#### PROMPT
Below is a set of entries. Reproduce exactly the lines from the one containing "pub mod gate;" through the end, both included.

┌─ DATA TO EXAMINE

//! Waiver gate
//!
//! The e-signature submit control is only enabled once the reader has
//! scrolled through the full waiver text, checked the agreement box and
//! typed valid identity fields. [`ScrollLatch`] tracks the first of those
//! signals, [`WaiverReadiness`] combines all of them, and [`WaiverGate`]
//! pushes the outcome to an injected [`WaiverSurface`].

pub mod gate;
pub mod readiness;
pub mod scroll;

pub use gate::{WaiverEvent, WaiverGate, WaiverSurface};
pub use readiness::{GateStatus, UnmetCondition, WaiverReadiness, WaiverVariant};
pub use scroll::{ScrollLatch, ScrollMetrics, ScrollObservation};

└─

#### OUTPUT BELOW
pub mod gate;
pub mod readiness;
pub mod scroll;

pub use gate::{WaiverEvent, WaiverGate, WaiverSurface};
pub use readiness::{GateStatus, UnmetCondition, WaiverReadiness, WaiverVariant};
pub use scroll::{ScrollLatch, ScrollMetrics, ScrollObservation};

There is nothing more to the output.